OSIRIS-REx is scheduled to be launched on September 8, 2016 from Space Launch Complex 41 at Cape Canaveral Air Force Station, Florida.
The launch window opens at 7:05pm EDT and lasts for approximately 120 minutes.
OSIRIS-REx undergoing pre-launch checkout.
Credit: NASA/KSC
The big day
“With only 39 days to go until we launch OSIRIS-REx our schedule is packed with activities,” explains Dante Lauretta, a professor of planetary science in the Lunar and Planetary Laboratory at the University of Arizona. He is the Principal Investigator for the NASA OSIRIS-REx Asteroid Sample Return Mission.
“The big day!” is near at hand. “If the weather is clear and we don’t have any wayward aircraft or boats in restricted areas,” the Atlas V will send OSIRIS-REx on its way to Bennu and back, Lauretta notes via a July 31 blog.
“If launch is delayed – we can try again on September 9. Our last opportunity to launch this year is October 12 so we have plenty of chances to get off the Earth,” Lauretta explains.
Hit list
The OSIRIS-REx spacecraft is traveling to Bennu, a carbonaceous asteroid whose regolith may record the earliest history of our solar system. Bennu may contain the molecular precursors to the origin of life and the Earth’s oceans.
This asteroid is also on the “hit list” – that is it’s one of the most potentially hazardous asteroids, as it has a relatively high probability of impacting the Earth late in the 22nd century.
OSIRIS-REx will determine Bennu’s physical and chemical properties, which will be critical to know in the event of an impact mitigation mission.
On the more cheerful side, asteroids like Bennu contain natural resources such as water, organics, and precious metals. In the future, these asteroids may one day fuel the exploration of the solar system by robotic and crewed spacecraft.
Site inspection
If the launch of the spacecraft goes as planned, in August 2018 the approach by OSIRIS-REx’s to Bennu will begin, rendezvousing with the space rock.
The spacecraft will begin a detailed survey of Bennu two months after slowing to encounter Bennu.
This “site inspection” process will last over a year, and, as part of it, OSIRIS-REx will map potential sample sites.
Touchy-feely technology
In picking the final site, the spacecraft will then briefly touch the surface of Bennu to retrieve a sample. The sampling arm will make contact with the surface of Bennu for about five seconds, during which it will release a burst of nitrogen gas.
The Touch-and-Go Sample Arm Mechanism (TAGSAM) is tested in a Lockheed Martin facility, developer of the hardware. The TAGSAM arm will be responsible for collecting a sample from Bennu’s surface.

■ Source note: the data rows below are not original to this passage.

//! Duplicate frame suppression.
//!
//! The peer cannot tell "my ACK was lost" from "my frame was lost" and
//! retransmits identically either way. The receiver must not deliver the
//! same frame twice, but must still re-ACK so the peer's retry machinery
//! completes. A repeat arriving after the window has elapsed is a
//! deliberate repeat command from the peer's application layer and is
//! delivered normally.

use log::debug;
use ncplink_protocol::{Frame, FrameKind};

/// Verdict for one received frame.
#[derive(Debug, Clone, Copy, PartialEq, Eq)]
pub enum Screen {
    /// New frame; deliver upward and ACK.
    Deliver,
    /// Stale retransmission; ACK but do not deliver.
    Duplicate,
}

/// Identity and arrival time of the most recently delivered frame.
///
/// Replaced wholesale on each delivery, never mutated in place.
#[derive(Debug, Clone)]
struct DedupRecord {
    kind: FrameKind,
    command: u8,
    payload: Vec<u8>,
    seen_at_ms: u64,
}

impl DedupRecord {
    fn matches(&self, frame: &Frame) -> bool {
        self.kind == frame.kind
            && self.command == frame.command
            && self.payload == frame.payload
    }
}

/// Screens received frames against the last delivered one.
#[derive(Debug, Default)]
pub struct DedupFilter {
    last: Option<DedupRecord>,
}

impl DedupFilter {
    /// Create a filter with no history.
    pub fn new() -> Self {
        Self::default()
    }

    /// Decide whether `frame` is a fresh delivery or a stale retransmission.
    ///
    /// On `Deliver` the record is replaced with this frame's identity; on
    /// `Duplicate` the record keeps its original arrival time, so the
    /// window is measured from the delivery, not from the latest retry.
    pub fn screen(&mut self, frame: &Frame, now_ms: u64, window_ms: u64) -> Screen {
        if let Some(record) = &self.last {
            if record.matches(frame) && now_ms.saturating_sub(record.seen_at_ms) <= window_ms {
                debug!(
                    "suppressing duplicate of cmd 0x{:02X} ({} ms after delivery)",
                    frame.command,
                    now_ms.saturating_sub(record.seen_at_ms)
                );
                return Screen::Duplicate;
            }
        }

        self.last = Some(DedupRecord {
            kind: frame.kind,
            command: frame.command,
            payload: frame.payload.clone(),
            seen_at_ms: now_ms,
        });
        Screen::Deliver
    }
}
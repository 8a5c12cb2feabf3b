//! Protocol constants
//!
//! These constants define the framing bytes, field encodings, and size
//! limits of the NCP serial API wire format.

// ============================================================================
// Framing Bytes
// ============================================================================

/// Start of frame marker.
pub const SOF: u8 = 0x01;
/// Acknowledge - frame received and checksum verified.
pub const ACK: u8 = 0x06;
/// Negative acknowledge - frame received with bad checksum.
pub const NAK: u8 = 0x15;
/// Cancel - abort the outstanding transmission.
pub const CAN: u8 = 0x18;

// ============================================================================
// Frame Kind Encoding
// ============================================================================

/// Wire encoding of a request frame (host-initiated or unsolicited).
pub const FRAME_KIND_REQUEST: u8 = 0x00;
/// Wire encoding of a response frame (reply to a request).
pub const FRAME_KIND_RESPONSE: u8 = 0x01;

// ============================================================================
// Size Limits
// ============================================================================

/// Size of the receive buffer on the module side.
pub const RECEIVE_BUFFER_SIZE: usize = 180;

/// Smallest valid value of the length field (kind + command + checksum).
pub const FRAME_LENGTH_MIN: u8 = 3;

/// Largest valid value of the length field.
pub const FRAME_LENGTH_MAX: u8 = RECEIVE_BUFFER_SIZE as u8;

/// Maximum payload bytes per frame.
///
/// The length field covers kind, command, payload, and checksum, so the
/// payload may use everything the length field can express minus those
/// three bytes.
pub const MAX_PAYLOAD_SIZE: usize = RECEIVE_BUFFER_SIZE - 3;

/// Bytes of framing around the payload on the wire: SOF, length, kind,
/// command, and checksum.
pub const FRAME_OVERHEAD: usize = 5;
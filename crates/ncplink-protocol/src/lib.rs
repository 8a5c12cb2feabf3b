//! NCP Serial API Frame Format
//!
//! This crate provides the wire format used between a host processor and an
//! NCP radio module over a raw byte transport (UART, SPI, or Ethernet).
//! Application data travels in checksummed frames; link bookkeeping travels
//! in single control bytes (ACK, NAK, CAN) outside frame structure.
//!
//! # Example
//!
//! ```rust
//! use ncplink_protocol::{Frame, FrameKind};
//!
//! let frame = Frame::new(FrameKind::Request, 0x04, vec![0x01, 0x02])?;
//! let wire = frame.encode()?;
//! let back = Frame::decode(&wire)?;
//! assert_eq!(back, frame);
//! # Ok::<(), ncplink_protocol::ProtocolError>(())
//! ```
//!
//! The reliability machinery on top of this format (receive assembly,
//! acknowledgement, retransmission, duplicate suppression) lives in
//! `ncplink-channel`.

mod constants;
mod error;
mod frame;

pub use constants::*;
pub use error::*;
pub use frame::*;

Credit: Lockheed Martin Corporation
This touchy-feely procedure will cause rocks and surface soil to be stirred up and captured in the sampler head.

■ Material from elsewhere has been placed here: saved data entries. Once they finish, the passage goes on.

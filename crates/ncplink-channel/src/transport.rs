//! Byte transport boundary.
//!
//! The channel core only ever consumes bytes that the transport has already
//! buffered; it never blocks waiting for more. If the real driver is
//! interrupt-fed, the bounded queue between the ISR and the poll loop lives
//! on the transport side of this trait (see `ncplink-transport`), making it
//! the single concurrency boundary in the system.

use thiserror::Error;

/// Errors reported by a byte-level transport.
#[derive(Error, Debug, Clone, PartialEq, Eq)]
pub enum TransportError {
    /// The peer side of the transport is gone.
    #[error("transport disconnected")]
    Disconnected,

    /// The outgoing buffer cannot accept more bytes right now.
    #[error("transport write buffer full")]
    BufferFull,

    /// Underlying driver I/O failure.
    #[error("transport I/O error: {0}")]
    Io(String),
}

/// A non-blocking byte pipe to the peer.
///
/// `read_byte` and `write` must return immediately; the poll driver calls
/// them from a cooperative loop with hard timing requirements.
pub trait ByteTransport {
    /// Whether at least one received byte is waiting.
    fn bytes_available(&self) -> bool;

    /// Take the next received byte, if any.
    fn read_byte(&mut self) -> Option<u8>;

    /// Queue bytes for transmission to the peer.
    fn write(&mut self, bytes: &[u8]) -> Result<(), TransportError>;
}
//! Host-side diagnostic tool.
//!
//! Connects to a radio module over TCP (the Ethernet transport), transmits
//! one command frame, and polls the channel until the transmission
//! completes and a response frame (if any) arrives. Useful for poking at a
//! module or a simulator without a full host application.
//!
//! ```text
//! ncplink --connect 127.0.0.1:5000 0x04 01a0ff
//! ```

use std::error::Error;
use std::path::PathBuf;
use std::time::{Duration, Instant};

use clap::Parser;
use crossbeam_channel::bounded;
use ncplink_channel::{
    ChannelConfig, CommChannel, MonotonicClock, TransmitStatus, TransportKind, TxFailure,
};
use ncplink_protocol::FrameKind;
use ncplink_transport::TcpTransport;

/// How often the cooperative loop gives the channel a turn.
const POLL_INTERVAL: Duration = Duration::from_millis(10);

#[derive(Parser)]
#[command(name = "ncplink", about = "Send a serial API frame to an NCP radio module")]
struct Args {
    /// Module address (host:port).
    #[arg(long, default_value = "127.0.0.1:5000")]
    connect: String,

    /// Command identifier, decimal or 0x-prefixed hex.
    #[arg(value_parser = parse_byte)]
    command: u8,

    /// Payload as a hex string, e.g. 01a0ff.
    #[arg(default_value = "")]
    payload: String,

    /// Optional YAML file with channel tunables.
    #[arg(long)]
    config: Option<PathBuf>,

    /// How long to wait for a response frame after delivery, in ms.
    #[arg(long, default_value_t = 3000)]
    response_timeout_ms: u64,
}

fn parse_byte(s: &str) -> Result<u8, String> {
    let parsed = match s.strip_prefix("0x") {
        Some(hex_part) => u8::from_str_radix(hex_part, 16),
        None => s.parse(),
    };
    parsed.map_err(|_| format!("not a byte value: {}", s))
}

fn load_config(path: Option<&PathBuf>) -> Result<ChannelConfig, Box<dyn Error>> {
    let mut config = match path {
        Some(path) => serde_yaml::from_str(&std::fs::read_to_string(path)?)?,
        None => ChannelConfig::default(),
    };
    config.transport = TransportKind::Ethernet;
    Ok(config)
}

fn main() -> Result<(), Box<dyn Error>> {
    let args = Args::parse();
    let payload = hex::decode(&args.payload)?;
    let config = load_config(args.config.as_ref())?;

    // The bridge task lives on this runtime; the poll loop below is plain
    // blocking code.
    let runtime = tokio::runtime::Runtime::new()?;
    let transport = runtime.block_on(TcpTransport::connect(&args.connect))?;

    let (delivery_tx, delivery_rx) = bounded(16);
    let mut channel = CommChannel::new(transport, MonotonicClock::new(), config, delivery_tx);

    eprintln!(
        "-> cmd 0x{:02X}, {} payload byte(s)",
        args.command,
        payload.len()
    );
    let handle = channel.transmit(FrameKind::Request, args.command, payload)?;

    // Phase 1: drive the channel until the transmission completes.
    let status = loop {
        channel.poll();
        match handle.status() {
            TransmitStatus::InFlight => std::thread::sleep(POLL_INTERVAL),
            done => break done,
        }
    };
    match status {
        TransmitStatus::Delivered => eprintln!("<- ack"),
        TransmitStatus::Failed(TxFailure::Timeout) => {
            return Err("no ack from module (retries exhausted)".into());
        }
        _ => {
            return Err("module cancelled the transmission".into());
        }
    }

    // Phase 2: wait for a response frame.
    let deadline = Instant::now() + Duration::from_millis(args.response_timeout_ms);
    while Instant::now() < deadline {
        channel.poll();
        if let Ok(frame) = delivery_rx.try_recv() {
            println!(
                "{:?} cmd=0x{:02X} payload={}",
                frame.kind,
                frame.command,
                hex::encode(&frame.payload)
            );
            return Ok(());
        }
        std::thread::sleep(POLL_INTERVAL);
    }

    eprintln!("no response frame within {} ms", args.response_timeout_ms);
    Ok(())
}
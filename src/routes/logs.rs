use crate::{auth::AuthenticatedUserId, error::AppError, models::DailyLogInput, state::AppState};
use actix_web::{get, post, web, HttpResponse, Responder};
use chrono::Utc;
use log::debug;
use validator::Validate;

/// Lists every daily log entry in the order it was recorded.
#[get("")]
pub async fn get_logs(
    state: web::Data<AppState>,
    user: AuthenticatedUserId,
) -> Result<impl Responder, AppError> {
    debug!("user {} listing daily logs", user.0);
    Ok(HttpResponse::Ok().json(state.logs.list()?))
}

/// Records hours worked, notes and mood for a day.
///
/// ## Responses:
/// - `201 Created`: The new entry.
/// - `400 Bad Request`: Negative hours, mood outside 1-5, overly long notes
///   or a date after today.
#[post("")]
pub async fn create_log(
    state: web::Data<AppState>,
    log_data: web::Json<DailyLogInput>,
    user: AuthenticatedUserId,
) -> Result<impl Responder, AppError> {
    log_data.validate()?;
    let log = state.logs.add(&log_data, Utc::now().date_naive())?;
    debug!("user {} recorded daily log {}", user.0, log.id);
    Ok(HttpResponse::Created().json(log))
}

The spacecraft has enough nitrogen to allow three sampling attempts, to collect between 60 and 2000 grams 2–70 ounces (60–2000) grams.
Back home
In March 2021, the window for departure from the asteroid will open, and OSIRIS-REx will begin its return journey to Earth, arriving two and a half years later in September 2023.
The sample return capsule will separate from the spacecraft and enter the Earth’s atmosphere. It will be slowed by a heat shield and then a parachute, landing at the Utah Test and Training Range.

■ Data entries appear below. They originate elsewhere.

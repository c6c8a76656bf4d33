use crate::error::AppError;
use bcrypt::{hash, verify};

/// Hashes `password` with bcrypt at the given work factor.
/// Each call salts independently, so equal passwords give different hashes.
pub fn hash_password(password: &str, cost: u32) -> Result<String, AppError> {
    Ok(hash(password, cost)?)
}

/// A stored hash that bcrypt cannot parse is an internal error, not a mismatch.
pub fn verify_password(password: &str, hashed_password: &str) -> Result<bool, AppError> {
    Ok(verify(password, hashed_password)?)
}
#![allow(dead_code)]

use actix_http::Request;
use actix_web::body::MessageBody;
use actix_web::dev::{Service, ServiceResponse};
use actix_web::test;
use serde_json::json;
use std::sync::Arc;
use uuid::Uuid;

use daily_progress::auth::{AuthResponse, Authenticator, TokenKeys};
use daily_progress::collections::{DailyLogs, Habits, Tasks};
use daily_progress::store::InMemoryCredentialStore;
use daily_progress::{build_app, AppState};

pub const TEST_SECRET: &str = "integration-test-secret";

/// bcrypt's minimum work factor keeps the suite fast.
pub const TEST_BCRYPT_COST: u32 = 4;

pub struct TestUser {
    pub id: Uuid,
    pub token: String,
}

impl TestUser {
    pub fn bearer(&self) -> (&'static str, String) {
        ("Authorization", format!("Bearer {}", self.token))
    }
}

pub fn test_state() -> AppState {
    let authenticator = Authenticator::new(
        Arc::new(InMemoryCredentialStore::new()),
        TokenKeys::new(TEST_SECRET, 7).unwrap(),
        TEST_BCRYPT_COST,
    );
    AppState::new(
        authenticator,
        Habits::in_memory(),
        Tasks::in_memory(),
        DailyLogs::in_memory(),
    )
}

pub async fn init_app(
    state: AppState,
) -> impl Service<Request, Response = ServiceResponse<impl MessageBody>, Error = actix_web::Error> {
    test::init_service(build_app(state)).await
}

pub async fn register_and_login_user(
    app: &impl Service<Request, Response = ServiceResponse<impl MessageBody>, Error = actix_web::Error>,
    email: &str,
    password: &str,
) -> Result<TestUser, String> {
    let req_register = test::TestRequest::post()
        .uri("/api/auth/register")
        .set_json(json!({ "email": email, "password": password }))
        .to_request();
    let resp_register = test::call_service(app, req_register).await;
    let status = resp_register.status();
    if !status.is_success() {
        let body = test::read_body(resp_register).await;
        return Err(format!(
            "Failed to register user. Status: {}. Body: {}",
            status,
            String::from_utf8_lossy(&body)
        ));
    }

    let req_login = test::TestRequest::post()
        .uri("/api/auth/login")
        .set_json(json!({ "email": email, "password": password }))
        .to_request();
    let resp_login = test::call_service(app, req_login).await;
    let status = resp_login.status();
    let body = test::read_body(resp_login).await;
    if !status.is_success() {
        return Err(format!(
            "Failed to log in. Status: {}. Body: {}",
            status,
            String::from_utf8_lossy(&body)
        ));
    }

    let auth: AuthResponse = serde_json::from_slice(&body)
        .map_err(|e| format!("Failed to parse login response: {}", e))?;
    Ok(TestUser {
        id: auth.user.id,
        token: auth.token,
    })
}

Lockheed Martin Space Systems Company built OSIRIS-REx at its facility near Denver. NASA’s Goddard Space Flight Center is providing overall mission management, systems engineering and safety and mission assurance for OSIRIS-REx. OSIRIS-REx is the third mission in NASA’s New Frontiers Program. NASA’s Marshall Space Flight Center in Huntsville, Alabama, manages New Frontiers for the agency’s Science Mission Directorate in Washington, D.C.